TASK INPUTS START
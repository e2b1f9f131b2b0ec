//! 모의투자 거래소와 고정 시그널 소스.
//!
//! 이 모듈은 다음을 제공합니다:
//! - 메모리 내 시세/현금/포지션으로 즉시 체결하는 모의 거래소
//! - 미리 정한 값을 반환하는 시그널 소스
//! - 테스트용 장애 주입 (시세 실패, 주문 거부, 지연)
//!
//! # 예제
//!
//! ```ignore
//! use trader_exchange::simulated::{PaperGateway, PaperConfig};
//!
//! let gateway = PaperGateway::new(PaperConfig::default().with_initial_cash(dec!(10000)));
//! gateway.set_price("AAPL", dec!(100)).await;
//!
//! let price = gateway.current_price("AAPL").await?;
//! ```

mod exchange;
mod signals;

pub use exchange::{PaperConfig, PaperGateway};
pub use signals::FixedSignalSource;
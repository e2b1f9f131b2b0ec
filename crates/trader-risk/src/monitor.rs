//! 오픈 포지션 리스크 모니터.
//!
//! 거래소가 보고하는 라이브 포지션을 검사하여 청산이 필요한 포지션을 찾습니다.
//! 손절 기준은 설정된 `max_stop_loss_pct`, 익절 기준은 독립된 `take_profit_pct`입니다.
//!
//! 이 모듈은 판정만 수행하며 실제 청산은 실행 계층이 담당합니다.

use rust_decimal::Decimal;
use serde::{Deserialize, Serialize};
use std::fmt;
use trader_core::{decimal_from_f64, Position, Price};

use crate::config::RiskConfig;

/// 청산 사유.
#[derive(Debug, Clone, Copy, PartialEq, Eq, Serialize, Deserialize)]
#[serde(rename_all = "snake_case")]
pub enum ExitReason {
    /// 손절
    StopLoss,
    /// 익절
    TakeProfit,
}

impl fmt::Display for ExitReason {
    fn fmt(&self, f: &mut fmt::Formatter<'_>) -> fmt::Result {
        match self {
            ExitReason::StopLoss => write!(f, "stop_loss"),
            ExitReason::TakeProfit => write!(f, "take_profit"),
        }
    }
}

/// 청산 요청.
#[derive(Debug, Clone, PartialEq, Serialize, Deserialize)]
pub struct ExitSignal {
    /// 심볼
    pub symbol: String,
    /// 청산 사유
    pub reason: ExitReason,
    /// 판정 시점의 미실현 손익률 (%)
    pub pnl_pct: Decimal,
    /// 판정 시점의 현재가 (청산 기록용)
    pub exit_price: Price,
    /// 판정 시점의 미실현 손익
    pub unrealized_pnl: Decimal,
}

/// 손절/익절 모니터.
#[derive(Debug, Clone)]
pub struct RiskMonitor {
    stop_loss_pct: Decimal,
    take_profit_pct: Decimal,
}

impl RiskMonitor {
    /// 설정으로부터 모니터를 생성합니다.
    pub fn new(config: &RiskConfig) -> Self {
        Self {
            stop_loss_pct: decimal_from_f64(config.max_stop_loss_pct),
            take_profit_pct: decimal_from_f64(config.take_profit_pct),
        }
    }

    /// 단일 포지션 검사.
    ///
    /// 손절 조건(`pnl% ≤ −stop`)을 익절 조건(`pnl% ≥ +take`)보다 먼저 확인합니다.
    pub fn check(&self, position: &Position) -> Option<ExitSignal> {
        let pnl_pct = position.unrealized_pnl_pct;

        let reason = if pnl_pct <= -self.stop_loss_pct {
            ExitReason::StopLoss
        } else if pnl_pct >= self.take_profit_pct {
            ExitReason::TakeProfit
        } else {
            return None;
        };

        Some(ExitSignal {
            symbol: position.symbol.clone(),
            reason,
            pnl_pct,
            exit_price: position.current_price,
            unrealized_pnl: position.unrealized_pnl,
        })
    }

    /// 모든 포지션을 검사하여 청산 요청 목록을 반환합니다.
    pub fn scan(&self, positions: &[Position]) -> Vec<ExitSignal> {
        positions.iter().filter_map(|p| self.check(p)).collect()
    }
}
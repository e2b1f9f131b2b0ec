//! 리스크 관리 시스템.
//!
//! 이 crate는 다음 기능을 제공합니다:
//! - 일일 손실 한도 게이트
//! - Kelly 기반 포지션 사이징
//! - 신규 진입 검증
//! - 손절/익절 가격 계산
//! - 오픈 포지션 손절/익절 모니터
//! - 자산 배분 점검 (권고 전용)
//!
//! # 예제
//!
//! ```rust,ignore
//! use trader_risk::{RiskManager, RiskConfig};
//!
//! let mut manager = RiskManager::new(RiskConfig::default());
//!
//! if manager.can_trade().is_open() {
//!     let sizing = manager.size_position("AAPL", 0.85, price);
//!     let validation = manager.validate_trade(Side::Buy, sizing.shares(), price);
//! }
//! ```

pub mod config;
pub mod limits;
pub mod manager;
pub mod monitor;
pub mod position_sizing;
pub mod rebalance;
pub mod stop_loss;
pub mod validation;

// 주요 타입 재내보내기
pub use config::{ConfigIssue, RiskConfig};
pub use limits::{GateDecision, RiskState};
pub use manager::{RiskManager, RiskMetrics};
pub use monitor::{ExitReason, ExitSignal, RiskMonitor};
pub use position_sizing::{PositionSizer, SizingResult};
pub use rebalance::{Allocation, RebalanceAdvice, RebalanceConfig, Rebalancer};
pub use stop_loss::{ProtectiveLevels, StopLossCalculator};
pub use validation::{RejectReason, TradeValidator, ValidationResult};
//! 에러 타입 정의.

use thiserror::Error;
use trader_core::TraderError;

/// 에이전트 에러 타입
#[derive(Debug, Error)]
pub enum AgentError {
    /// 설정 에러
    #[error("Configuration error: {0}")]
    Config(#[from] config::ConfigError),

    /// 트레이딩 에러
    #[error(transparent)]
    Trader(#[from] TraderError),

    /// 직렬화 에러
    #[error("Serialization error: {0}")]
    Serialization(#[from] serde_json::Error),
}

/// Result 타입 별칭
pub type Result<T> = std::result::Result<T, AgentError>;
TASK INPUTS END
THE TASK: The job is to copy each line from the material above that holds the word "derive".

SOLUTION TO THIS PROBLEM:
#[derive(Debug, Clone, Copy, PartialEq, Eq, Serialize, Deserialize)]
#[derive(Debug, Clone, PartialEq, Serialize, Deserialize)]
#[derive(Debug, Clone)]
#[derive(Debug, Error)]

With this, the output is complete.